Patient Education Blog

New Publication: Eliquis (Apixaban) is Effective and Safe in DVT and PE

Stephan Moll, MD writes…

An important study (called AMPLIFY trial) was published today in the New England Journal of Medicine [ref 1].  In a large study of patients with acute DVT or PE, Eliquis (apixaban) was as effective as warfarin and caused less major bleeding.


Eliquis is one of the big 4 new oral anticoagulants that do not need routine monitoring of their blood thinning effect and are not influenced by dietary vitamin K intake. This makes them more convenient to take. The 4 major drugs are:

  1. Xarelto (rivaroxaban): At this point this is the only one of the new oral anticoagulants that is FDA-approved in the U.S. for the treatment of DVT and PE.
  2. Pradaxa (dabigatran): Only FDA-approved for atrial fibrillation. In other countries it is also approved for DVT and PE treatment.
  3. Eliquis (apixaban): Also only FDA-approved for atrial fibrillation.
  4. Edoxaban: At this point not approved for any indication in the U.S.; approved in Japan for the prevention of DVT and PE after orthopedic surgeries.


  • Today’s published study was a good quality (randomized, double-blind) large trial – 5395 patients with acute DVT (65 %), PE (25 %) or both (ca. 10 %) were enrolled.
  • Patients either received (a) apixaban (10 mg twice daily for 7 days, followed by 5 mg twice daily for 6 months) without initial heparin or low molecular weight (LMWH) injections, or (b) conventional therapy with warfarin with the appropriate bridging injections of LMWH.
  • Patients were followed for 6 months.
  • Endpoints: (a) Rate of recurrent DVT or PE and (b) major and clinically relevant bleeding.

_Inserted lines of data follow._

//! Benchmarks [`sph_solver::grid::BoxGrid::sort`] and the neighbor search it
//! feeds, across a range of particle counts, mirroring the scaling sweep in
//! `benches/quadtree/main.rs`.

use criterion::{criterion_group, criterion_main, BenchmarkId, Criterion};
use glam::DVec3;
use sph_solver::field::{Field, ParticleKind};
use sph_solver::grid::BoxGrid;
use sph_solver::kernel::Kernel;
use sph_solver::neighbor::find_neighbors;

fn cubic_field(num_particles: usize, spacing: f64) -> Field {
    let per_axis = (num_particles as f64).cbrt().ceil() as usize;
    let mut field = Field::with_capacity(per_axis.pow(3));
    for x in 0..per_axis {
        for y in 0..per_axis {
            for z in 0..per_axis {
                let pos = DVec3::new(x as f64, y as f64, z as f64) * spacing;
                field.push(pos, DVec3::ZERO, 1000.0, 0.0, 1.0, ParticleKind::Free);
            }
        }
    }
    field.lower = DVec3::ZERO;
    field.upper = DVec3::splat(per_axis as f64 * spacing);
    field
}

fn box_index_benchmark(c: &mut Criterion) {
    let mut group = c.benchmark_group("box_index");
    group.noise_threshold(0.05);
    let spacing = 0.01;
    let kh = 2.0 * spacing;
    for num_particles in [1_000, 10_000, 100_000] {
        let field = cubic_field(num_particles, spacing);
        group.bench_with_input(BenchmarkId::new("sort", num_particles), &field, |b, field| {
            let mut grid = BoxGrid::new(field.lower, field.upper, kh);
            b.iter(|| grid.sort(field));
        });
        group.bench_with_input(BenchmarkId::new("neighbor_search", num_particles), &field, |b, field| {
            let mut grid = BoxGrid::new(field.lower, field.upper, kh);
            grid.sort(field);
            b.iter(|| {
                for i in 0..field.n_total().min(500) {
                    let box_id = grid.box_of(field.pos[i]);
                    let _ = find_neighbors(i, box_id, field, &grid, kh, Kernel::CubicSpline, true);
                }
            });
        });
    }
    group.finish();
}

criterion_group!(benches, box_index_benchmark);
criterion_main!(benches);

Apixaban was as effective as warfarin, and safer.

a)    Effectiveness: In the apixaban group, 2.5 % of patients had a new DVT or PE, compared to 2.7 % in the warfarin group. Thus, it was as effective as warfarin.

b)    Bleeding:

  • Major bleeding occurred in 0.6% of patients on apixaban and in 1.8% of warfarin treated patients. This indicates that apixaban was safer than warfarin.
  • The combined outcome of major bleeding and clinically relevant non-major bleeding occurred in 4.3% of the patients in the apixaban group, as compared with 9.7% of those in the warfarin group. Again, this indicates that apixaban was safer than warfarin.

Apixaban without the need for monitoring of its blood thinning effect was as effective (non-inferior) to conventional warfarin therapy for the treatment of acute DVT and PE, and was associated with significantly less major and clinically relevant bleeding.


My perspective

  • These are good news: A blood thinner for the treatment of acute DVT and PE that is as effective as warfarin, yet safer, is good to have. In addition, for many patients the new oral anticoagulants are more convenient than warfarin, due to the lack of monitoring need and vitamin K interactions.
  • Apixaban in this study design was given right off the bat, i.e. without injections of low molecular weight heparin. Such injections are needed when starting warfarin. This also makes treatment with apixaban much less cumbersome than warfarin therapy.The same study design was used in the rivaroxaban DVT and PE trials [ref 2,3]. The Dabigatran trials [ref 4], on the other hand, required several days of an injection blood thinner, before dabigatran was started. This puts dabigatran at a clear disadvantage to rivaroxaban and apixaban. The same disadvantageous study design is used in the ongoing edoxaban study
  • At this time I would not use apixaban off label for treatment of DVT and PE. Xarelto is the only one of the new oral anticoagulants that has been FDA reviewed and approved for the treatment of acute DVT and PE [ref 2,3]. Hopefully, though, FDA application of apixaban and decision about approval will follow soon.
  • Regarding the other new oral blood thinners: Dabigatran DVT and PE trials have been completed [ref 4], but it is unclear to me, whether the company is pursuing FDA application for DVT and PE treatment.  Results of the edoxaban DVT and PE trial (called HOKUSAI trial) will likely be available in the autumn of 2013.



  1. Agnelli G et al. Oral Apixaban for the Treatment of Acute Venous Thromboembolism. N Engl J Med, July 1, 2013.
  2. The Einstein Investigators: Oral Rivaroxaban for symptomatic venous thromboembolism. New Engl J Med 2010;363:2499-510.
  3. The Einstein Investigators: Oral Rivaroxaban for the treatment of symptomatic pulmonary embolism. New Engl J Med 2012;366:1287-97.
  4. Schulman S et al. N Engl J Med. 2009 Dec 10;361(24):2342-52.


Disclosure:  I have consulted for Janssen, Boehringer-Ingelheim, and Daiichi.